Task to complete:
Please reproduce exactly the lines from the start of the records through the one containing "fn find_root(parent: &mut", and nothing more.

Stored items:
##########
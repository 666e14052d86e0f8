//! Connected-component labeling and size-based blob retention

use crate::core::band::{truthy, RasterBand};
use crate::types::Sample;
use ndarray::Array2;

/// Result of labeling a binary grid under 4-connectivity
#[derive(Debug, Clone)]
pub struct ComponentLabels {
    /// 0 for background, 1..=count for components
    pub labels: Array2<u32>,
    /// Pixel count per label; index 0 is the background
    pub sizes: Vec<usize>,
}

impl ComponentLabels {
    /// Number of components, background excluded
    pub fn count(&self) -> usize {
        self.sizes.len() - 1
    }
}

fn find_root(parent: &mut [u32], mut x: u32) -> u32 {
    while parent[x as usize] != x {
        parent[x as usize] = parent[parent[x as usize] as usize];
        x = parent[x as usize];
    }
    x
}

fn merge(parent: &mut [u32], a: u32, b: u32) {
    let ra = find_root(parent, a);
    let rb = find_root(parent, b);
    if ra < rb {
        parent[rb as usize] = ra;
    } else if rb < ra {
        parent[ra as usize] = rb;
    }
}

/// Two-pass union-find labeling of the `true` pixels, 4-connected
pub fn label_components(foreground: &Array2<bool>) -> ComponentLabels {
    let (rows, cols) = foreground.dim();
    let mut labels = Array2::<u32>::zeros((rows, cols));
    let mut parent: Vec<u32> = vec![0];

    for i in 0..rows {
        for j in 0..cols {
            if !foreground[[i, j]] {
                continue;
            }
            let up = if i > 0 { labels[[i - 1, j]] } else { 0 };
            let left = if j > 0 { labels[[i, j - 1]] } else { 0 };

            labels[[i, j]] = match (up, left) {
                (0, 0) => {
                    let next = parent.len() as u32;
                    parent.push(next);
                    next
                }
                (l, 0) | (0, l) => l,
                (u, l) => {
                    merge(&mut parent, u, l);
                    u.min(l)
                }
            };
        }
    }

    // Compact roots to sequential labels
    let mut compact = vec![0u32; parent.len()];
    let mut sizes = vec![0usize];
    for label in labels.iter_mut() {
        if *label == 0 {
            sizes[0] += 1;
            continue;
        }
        let root = find_root(&mut parent, *label) as usize;
        if compact[root] == 0 {
            compact[root] = sizes.len() as u32;
            sizes.push(0);
        }
        *label = compact[root];
        sizes[*label as usize] += 1;
    }

    ComponentLabels { labels, sizes }
}

impl RasterBand {
    /// Keep connected components of at least `npixel` pixels
    ///
    /// With `background == false` the non-zero pixels are labeled and large
    /// components are written as `fillvalue` into a zero grid. With
    /// `background == true` the complement `max(data) - data` is labeled
    /// instead and large components are written as `fillvalue` into a grid of
    /// ones. NaN pixels are never labeled and stay NaN.
    pub fn clean(&self, npixel: usize, fillvalue: Sample, background: bool) -> RasterBand {
        let foreground = if background {
            let peak = self.max() as Sample;
            self.data.mapv(|v| truthy(peak - v))
        } else {
            self.data.mapv(truthy)
        };

        let components = label_components(&foreground);
        let base: Sample = if background { 1.0 } else { 0.0 };
        let kept = components.sizes[1..]
            .iter()
            .filter(|&&size| size >= npixel)
            .count();
        log::debug!(
            "clean(npixel={}, background={}): {} of {} components retained",
            npixel,
            background,
            kept,
            components.count()
        );

        let mut data = Array2::from_elem(self.shape(), base);
        for ((idx, &label), &value) in components.labels.indexed_iter().zip(self.data.iter()) {
            if value.is_nan() {
                data[idx] = Sample::NAN;
            } else if label != 0 && components.sizes[label as usize] >= npixel {
                data[idx] = fillvalue;
            }
        }
        self.with_data(data)
    }
}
##########
Response for this exercise:
repository 666e14052d86e0f8
//! Connected-component labeling and size-based blob retention

use crate::core::band::{truthy, RasterBand};
use crate::types::Sample;
use ndarray::Array2;

/// Result of labeling a binary grid under 4-connectivity
#[derive(Debug, Clone)]
pub struct ComponentLabels {
    /// 0 for background, 1..=count for components
    pub labels: Array2<u32>,
    /// Pixel count per label; index 0 is the background
    pub sizes: Vec<usize>,
}

impl ComponentLabels {
    /// Number of components, background excluded
    pub fn count(&self) -> usize {
        self.sizes.len() - 1
    }
}

fn find_root(parent: &mut [u32], mut x: u32) -> u32 {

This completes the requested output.